Question

define projectile.find the relation for time of flight, maximum height,horizontal range and maximum horizontal.range when projectile fired at some angle with horizontal. ​

Answer 1

Answer:

A projectile is an object upon which the only force is gravity. Gravity acts to influence the vertical motion of the projectile, thus causing a vertical acceleration.

Explanation:

Answer 2

Answer:

$T( time of flight )=\frac{(2 u \sin \theta)}{g} \\R( Horizontal range )=\frac{u^{2}(2 \sin \theta \cos \theta)}{g} \\H( Maximum height )=\frac{u^{2} \sin ^{2} \theta}{2 g}$

Explanation:

Projectile motion is a form of Motion experienced by an object or particle that is thrown near the Earth's surface and moves along a curved path under the action of gravity only .
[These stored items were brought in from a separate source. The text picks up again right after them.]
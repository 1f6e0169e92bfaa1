//! CLI commands module.

mod device;
mod generate;
mod info;
mod sequence;
mod signal;
mod util;

pub use device::{PlayCommand, RecordCommand};
pub use generate::{SilenceCommand, ToneCommand};
pub use info::InfoCommand;
pub use sequence::{ConcatCommand, CrossfadeCommand, LoopCommand, SliceCommand};
pub use signal::{ConvertCommand, FadeCommand, GainCommand, InvertCommand, MixCommand, NormalizeCommand};

pub(crate) use util::*;
//! Linear-interpolation resampler.

/// Stretches each channel to `target` frames by linear interpolation
/// between neighbouring input frames.
pub fn resample_linear(channels: &[Vec<f64>], target: usize) -> Vec<Vec<f64>> {
    channels
        .iter()
        .map(|ch| stretch(ch, target))
        .collect()
}

fn stretch(input: &[f64], target: usize) -> Vec<f64> {
    let n = input.len();
    if n == 0 || target == 0 {
        return vec![0.0; target];
    }
    if n == 1 {
        return vec![input[0]; target];
    }

    let step = n as f64 / target as f64;
    (0..target)
        .map(|j| {
            let x = j as f64 * step;
            let i = (x.floor() as usize).min(n - 1);
            let next = (i + 1).min(n - 1);
            let frac = x - i as f64;
            input[i] + (input[next] - input[i]) * frac
        })
        .collect()
}
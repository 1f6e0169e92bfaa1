//! PCM layout descriptor.

use std::fmt;
use std::time::Duration;

use serde::{Deserialize, Serialize};

use crate::error::{Error, Result};

/// Sample widths (in bytes) that a PCM buffer may use.
pub const SAMPLE_WIDTHS: [u16; 3] = [1, 2, 4];

/// Describes the layout of a PCM buffer: channel count, sample width in
/// bytes and frame rate in frames per second.
///
/// A `Params` value is always valid; construct it with [`Params::new`] or
/// use one of the presets.
#[derive(Debug, Clone, Copy, PartialEq, Eq, Hash, Serialize, Deserialize)]
#[serde(try_from = "RawParams", into = "RawParams")]
pub struct Params {
    channels: u16,
    sample_width: u16,
    frame_rate: u32,
}

/// Unvalidated wire form of [`Params`].
#[derive(Debug, Clone, Copy, Serialize, Deserialize)]
struct RawParams {
    channels: u16,
    sample_width: u16,
    frame_rate: u32,
}

impl TryFrom<RawParams> for Params {
    type Error = Error;

    fn try_from(raw: RawParams) -> Result<Self> {
        Params::new(raw.channels, raw.sample_width, raw.frame_rate)
    }
}

impl From<Params> for RawParams {
    fn from(p: Params) -> Self {
        RawParams {
            channels: p.channels,
            sample_width: p.sample_width,
            frame_rate: p.frame_rate,
        }
    }
}

impl Params {
    /// Creates a validated descriptor.
    ///
    /// Fails with [`Error::InvalidParameter`] when `channels` is zero,
    /// `sample_width` is not 1, 2 or 4, or `frame_rate` is zero.
    pub fn new(channels: u16, sample_width: u16, frame_rate: u32) -> Result<Self> {
        if channels < 1 {
            return Err(Error::InvalidParameter(format!(
                "channel count must be at least 1, got {channels}"
            )));
        }
        if !SAMPLE_WIDTHS.contains(&sample_width) {
            return Err(Error::InvalidParameter(format!(
                "sample width must be one of {SAMPLE_WIDTHS:?} bytes, got {sample_width}"
            )));
        }
        if frame_rate < 1 {
            return Err(Error::InvalidParameter(format!(
                "frame rate must be at least 1, got {frame_rate}"
            )));
        }
        Ok(Self::preset(channels, sample_width, frame_rate))
    }

    const fn preset(channels: u16, sample_width: u16, frame_rate: u32) -> Self {
        Self {
            channels,
            sample_width,
            frame_rate,
        }
    }

    /// Returns the number of interleaved channels.
    pub fn channels(&self) -> u16 {
        self.channels
    }

    /// Returns the width of one sample in bytes.
    pub fn sample_width(&self) -> u16 {
        self.sample_width
    }

    /// Returns the frame rate in frames per second.
    pub fn frame_rate(&self) -> u32 {
        self.frame_rate
    }

    /// Returns a copy with a different channel count.
    pub fn with_channels(&self, channels: u16) -> Result<Self> {
        Self::new(channels, self.sample_width, self.frame_rate)
    }

    /// Returns a copy with a different sample width.
    pub fn with_sample_width(&self, sample_width: u16) -> Result<Self> {
        Self::new(self.channels, sample_width, self.frame_rate)
    }

    /// Returns a copy with a different frame rate.
    pub fn with_frame_rate(&self, frame_rate: u32) -> Result<Self> {
        Self::new(self.channels, self.sample_width, frame_rate)
    }

    /// Returns the single-channel variant of this layout.
    pub fn mono(&self) -> Self {
        Self::preset(1, self.sample_width, self.frame_rate)
    }

    /// Returns the two-channel variant of this layout.
    pub fn stereo(&self) -> Self {
        Self::preset(2, self.sample_width, self.frame_rate)
    }

    /// Returns the bit depth of one sample.
    pub fn depth(&self) -> u32 {
        self.sample_width as u32 * 8
    }

    /// Returns the number of bytes per frame (one sample for every channel).
    pub fn frame_size(&self) -> usize {
        self.channels as usize * self.sample_width as usize
    }

    /// Returns the number of bytes per second of audio.
    pub fn bytes_rate(&self) -> usize {
        self.frame_size() * self.frame_rate as usize
    }

    /// Returns the magnitude of the most negative sample, which is the
    /// reference for 0 dBFS.
    pub fn full_scale(&self) -> f64 {
        (1u64 << (self.depth() - 1)) as f64
    }

    /// Returns the smallest and largest representable sample values.
    pub fn sample_range(&self) -> (i32, i32) {
        super::sample::range(self.sample_width)
    }

    /// Returns the number of frames closest to `ms` milliseconds, saturating
    /// at `usize::MAX`.
    pub fn frames_in(&self, ms: u64) -> usize {
        let rate = self.frame_rate as u128;
        usize::try_from((ms as u128 * rate + 500) / 1000).unwrap_or(usize::MAX)
    }

    /// Returns the number of bytes needed for the given duration, saturating
    /// at `usize::MAX`.
    pub fn bytes_in_duration(&self, duration: Duration) -> usize {
        let rate = self.frame_rate as u128;
        let frames = duration.as_nanos().saturating_mul(rate).saturating_add(500_000_000)
            / 1_000_000_000;
        usize::try_from(frames)
            .unwrap_or(usize::MAX)
            .saturating_mul(self.frame_size())
    }

    /// Returns the duration of `frames` frames.
    pub fn duration_of(&self, frames: usize) -> Duration {
        let nanos = frames as u128 * 1_000_000_000 / self.frame_rate as u128;
        Duration::from_nanos(nanos as u64)
    }

    /// Returns the duration of `frames` frames, rounded to whole milliseconds.
    pub fn millis_of(&self, frames: usize) -> u64 {
        let rate = self.frame_rate as u128;
        ((frames as u128 * 1000 + rate / 2) / rate) as u64
    }

    /// Returns the descriptor both operands of a binary operation are
    /// adjusted to: the maximum of each field, so neither side loses
    /// fidelity.
    pub fn common(&self, other: &Params) -> Params {
        Params::preset(
            self.channels.max(other.channels),
            self.sample_width.max(other.sample_width),
            self.frame_rate.max(other.frame_rate),
        )
    }
}

// Common presets
impl Params {
    /// 8kHz mono, 16-bit (telephony)
    pub const MONO_8K: Params = Params::preset(1, 2, 8000);
    /// 16kHz mono, 16-bit (speech)
    pub const MONO_16K: Params = Params::preset(1, 2, 16000);
    /// 22.05kHz mono, 16-bit
    pub const MONO_22K: Params = Params::preset(1, 2, 22050);
    /// 44.1kHz mono, 16-bit (CD quality mono)
    pub const MONO_44K: Params = Params::preset(1, 2, 44100);
    /// 48kHz mono, 16-bit
    pub const MONO_48K: Params = Params::preset(1, 2, 48000);
    /// 44.1kHz stereo, 16-bit (CD quality)
    pub const STEREO_44K: Params = Params::preset(2, 2, 44100);
    /// 48kHz stereo, 16-bit
    pub const STEREO_48K: Params = Params::preset(2, 2, 48000);
}

impl Default for Params {
    fn default() -> Self {
        Params::MONO_44K
    }
}

impl fmt::Display for Params {
    fn fmt(&self, f: &mut fmt::Formatter<'_>) -> fmt::Result {
        write!(
            f,
            "{}ch/{}bit/{}Hz",
            self.channels,
            self.depth(),
            self.frame_rate
        )
    }
}
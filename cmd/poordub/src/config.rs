//! Configuration for the CLI.
//!
//! Stored in ~/.poordub/config.yaml. Every field is optional:
//!
//! ```yaml
//! params:
//!   channels: 1
//!   sample_width: 2
//!   frame_rate: 44100
//! tone_frequency: 440.0
//! frames_per_buffer: 1024
//! ```

use std::path::{Path, PathBuf};

use anyhow::Context as _;
use poordub_audio::Params;
use serde::{Deserialize, Serialize};
use tracing::debug;

/// Default base configuration directory name.
pub const DEFAULT_BASE_DIR: &str = ".poordub";
/// Default configuration filename.
pub const DEFAULT_CONFIG_FILE: &str = "config.yaml";

/// CLI configuration.
#[derive(Debug, Clone, PartialEq, Serialize, Deserialize)]
#[serde(default)]
pub struct Config {
    /// Layout of generated and recorded audio.
    pub params: Params,

    /// Frequency of generated tones in Hz.
    pub tone_frequency: f64,

    /// Frames buffered between the audio device and blocking calls.
    pub frames_per_buffer: usize,
}

impl Default for Config {
    fn default() -> Self {
        Self {
            params: Params::default(),
            tone_frequency: 440.0,
            frames_per_buffer: 1024,
        }
    }
}

impl Config {
    /// Gets the default config file path.
    pub fn default_config_path() -> Option<PathBuf> {
        dirs::home_dir().map(|home| home.join(DEFAULT_BASE_DIR).join(DEFAULT_CONFIG_FILE))
    }

    fn validate(&self) -> anyhow::Result<()> {
        if !(self.tone_frequency.is_finite() && self.tone_frequency > 0.0) {
            anyhow::bail!("tone_frequency must be positive, got {}", self.tone_frequency);
        }
        if self.frames_per_buffer == 0 {
            anyhow::bail!("frames_per_buffer must be at least 1");
        }
        Ok(())
    }
}

/// Loads the configuration.
///
/// An explicit `custom_path` must exist. A missing default config file
/// yields the defaults.
pub fn load_config(custom_path: Option<&str>) -> anyhow::Result<Config> {
    let config_path = match custom_path {
        Some(p) => PathBuf::from(p),
        None => match Config::default_config_path() {
            Some(p) if p.exists() => p,
            _ => {
                debug!("no config file, using defaults");
                return Ok(Config::default());
            }
        },
    };
    read_config(&config_path)
}

fn read_config(path: &Path) -> anyhow::Result<Config> {
    let content = std::fs::read_to_string(path)
        .with_context(|| format!("read config {}", path.display()))?;
    let cfg: Config = serde_yaml::from_str(&content)
        .with_context(|| format!("parse config {}", path.display()))?;
    cfg.validate()
        .with_context(|| format!("invalid config {}", path.display()))?;
    debug!(path = %path.display(), params = %cfg.params, "config loaded");
    Ok(cfg)
}

#[cfg(test)]
mod tests {
    use std::io::Write;

    use tempfile::NamedTempFile;

    use super::*;

    fn write_config(content: &str) -> NamedTempFile {
        let mut file = NamedTempFile::new().unwrap();
        file.write_all(content.as_bytes()).unwrap();
        file
    }

    fn load(file: &NamedTempFile) -> anyhow::Result<Config> {
        load_config(Some(file.path().to_str().unwrap()))
    }

    #[test]
    fn test_load_full_config() {
        let file = write_config(
            "params:\n  channels: 2\n  sample_width: 2\n  frame_rate: 48000\ntone_frequency: 880.0\nframes_per_buffer: 256\n",
        );
        let cfg = load(&file).unwrap();
        assert_eq!(cfg.params, Params::STEREO_48K);
        assert_eq!(cfg.tone_frequency, 880.0);
        assert_eq!(cfg.frames_per_buffer, 256);
    }

    #[test]
    fn test_load_partial_config() {
        let file = write_config("tone_frequency: 1000\n");
        let cfg = load(&file).unwrap();
        assert_eq!(cfg.params, Params::default());
        assert_eq!(cfg.tone_frequency, 1000.0);
        assert_eq!(cfg.frames_per_buffer, 1024);
    }

    #[test]
    fn test_load_empty_config() {
        let file = write_config("{}\n");
        assert_eq!(load(&file).unwrap(), Config::default());
    }

    #[test]
    fn test_invalid_params_rejected() {
        let file = write_config("params:\n  channels: 1\n  sample_width: 3\n  frame_rate: 16000\n");
        assert!(load(&file).is_err());
    }

    #[test]
    fn test_invalid_values_rejected() {
        let file = write_config("tone_frequency: -1\n");
        assert!(load(&file).is_err());

        let file = write_config("frames_per_buffer: 0\n");
        assert!(load(&file).is_err());
    }

    #[test]
    fn test_missing_explicit_config() {
        let dir = tempfile::tempdir().unwrap();
        let path = dir.path().join("missing.yaml");
        assert!(load_config(Some(path.to_str().unwrap())).is_err());
    }

    #[test]
    fn test_round_trip() {
        let cfg = Config {
            params: Params::MONO_16K,
            tone_frequency: 523.25,
            frames_per_buffer: 512,
        };
        let file = write_config(&serde_yaml::to_string(&cfg).unwrap());
        assert_eq!(load(&file).unwrap(), cfg);
    }
}
// Batch extraction of product records into a JSONL file
//
// Records are the blank-line separated blocks of the corpus, each converted
// from HTML to Markdown, `batch_size` per prompt.
pub async fn extract_products<M: LanguageModel>(
    model: &M,
    corpus: &str,
    sink: &mut JsonlSink,
    options: &ProductOptions,
) -> Result<ExtractStats> {
    let records: Vec<String> = split_records(corpus)
        .iter()
        .map(|r| html_to_markdown(r))
        .collect();

    let mut stats = ExtractStats::default();
    if records.is_empty() {
        warn!("No product records found in corpus");
        return Ok(stats);
    }

    let batches = chunk(&records, options.batch_size)?;
    info!(
        records = records.len(),
        batches = batches.len(),
        "Starting product extraction into {}",
        sink.path().display()
    );

    let prompts: Vec<(usize, usize, String)> = batches
        .iter()
        .enumerate()
        .map(|(i, batch)| (i + 1, batch.len(), product_batch_prompt(&batch.join(PRODUCT_DELIMITER))))
        .collect();

    let mut answers = stream::iter(prompts)
        .map(|(number, size, prompt)| async move {
            (number, size, model.generate_json(&prompt).await)
        })
        .buffered(options.concurrency.max(1));

    while let Some((number, size, answer)) = answers.next().await {
        stats.batches += 1;
        match answer {
            Ok(raw) => match sink.append_response(&raw, Fallback::RawText)? {
                BatchOutcome::Parsed(values) => {
                    stats.records += values.len();
                    println!(
                        "✅ Batch {} complete ({} records in, {} products out)",
                        number,
                        size,
                        values.len()
                    );
                }
                BatchOutcome::Raw => {
                    stats.raw_fallbacks += 1;
                    warn!("Batch {}: failed to parse JSON, wrote raw text instead", number);
                }
            },
            Err(e) => {
                stats.failed += 1;
                warn!("Batch {} failed: {:#}", number, e);
            }
        }
    }

    Ok(stats)
}

// One call per product card, with selector-prefilled fields
//
// Output is a single JSON array (pretty-printed) at `output`. A card whose
// call fails, or whose answer doesn't parse, is written with just the
// prefilled fields.
pub async fn extract_products_hinted<M: LanguageModel>(
    model: &M,
    corpus: &str,
    output: &std::path::Path,
    concurrency: usize,
) -> Result<ExtractStats> {
    let records = split_records(corpus);
    let mut stats = ExtractStats::default();

    let jobs: Vec<_> = records
        .iter()
        .map(|record| {
            let prefill = prefill_product(record);
            let prompt = hinted_product_prompt(record, &prefill);
            (prefill, prompt)
        })
        .collect();

    let mut answers = stream::iter(jobs)
        .map(|(prefill, prompt)| async move {
            let answer = model.generate_json(&prompt).await;
            (prefill, answer)
        })
        .buffered(concurrency.max(1));

    let mut products = Vec::with_capacity(records.len());
    while let Some((prefill, answer)) = answers.next().await {
        stats.batches += 1;
        let parsed = answer.and_then(|raw| {
            serde_json::from_str::<Value>(strip_code_fence(raw.trim()))
                .context("answer is not valid JSON")
        });

        let answer_object = match parsed {
            // Some models wrap the single object in an array
            Ok(Value::Array(items)) => items.into_iter().next().unwrap_or(Value::Null),
            Ok(value) => value,
            Err(e) => {
                stats.failed += 1;
                warn!("Failed to process product: {:#}", e);
                Value::Null
            }
        };

        if !answer_object.is_null() {
            stats.records += 1;
        }
        products.push(Value::Object(merge_with_prefill(&prefill, &answer_object)));
    }

    let body = serde_json::to_string_pretty(&products)?;
    fs::write(output, body).with_context(|| format!("Failed to write {}", output.display()))?;

    Ok(stats)
}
The graph for projectile motion :

Terms related to projectile motion :

• The path of a projectile is called Trajectory.
• The Horizontal Range of a Projectile is defined as the horizontal displacement of a projectile when the displacement of the projectile in the y-direction is zero.
• Vertical range is the maximum vertical distance a projectile can reach. It is the same as the maximum vertical displacement denoted by (H). It is also known as Maximum height .

Let a projectile move with a velocity $u$ which is inclined with the horizontal at angle of $\theta$. The velocity after time ' $t$ ' will be

$\begin{aligned}&v=v_{x} \hat{i}+v_{y} \hat{j} \\&v=u \cos \theta \hat{i}+(u \sin \theta-g t) \hat{j} \\&\left(\text { Since }: v_{y}=u \sin \theta-g t\right)\end{aligned}$

At maximum height the projectile will only have horizontal component that is

$\begin{aligned}&\mathrm{v}_{\mathrm{x}}=\mathrm{u} \cos \theta \\&\mathrm{v}_{\mathrm{y}}^{2}-\mathrm{u}_{\mathrm{y}}^{2}=2 \mathrm{ay} \\&\left.\mathrm{v}_{\mathrm{y}}=0 \text { (at max height } \mathrm{H}\right) \\&\mathrm{u}_{\mathrm{y}}=\mathrm{u} \sin \theta \\&\text { ay }=-\mathrm{gH} \\&\mathrm{P} \text { utting these values, } \\&0=(\mathrm{usin} \theta)^{2}-2 \mathrm{gH} \\&\mathrm{H}=\frac{\mathrm{u}^{2} \sin ^{2} \theta}{2 \mathrm{~g}}\end{aligned}$

First, there are some essential equation regarding one-dimension motion with constant acceleration:

$\begin{aligned}&v=v_{0}+a t \\&x=x_{0}+v_{0} t+\frac{1}{2} a t^{2} \\&v^{2}-v_{0}^{2}=2 a s\end{aligned}$

(where $v$ is the final velocity, $v_{0}$ is the initial velocity, $\mathrm{x}$ is the displacement, $s$ is the distance the object travels along the direction of acceleration)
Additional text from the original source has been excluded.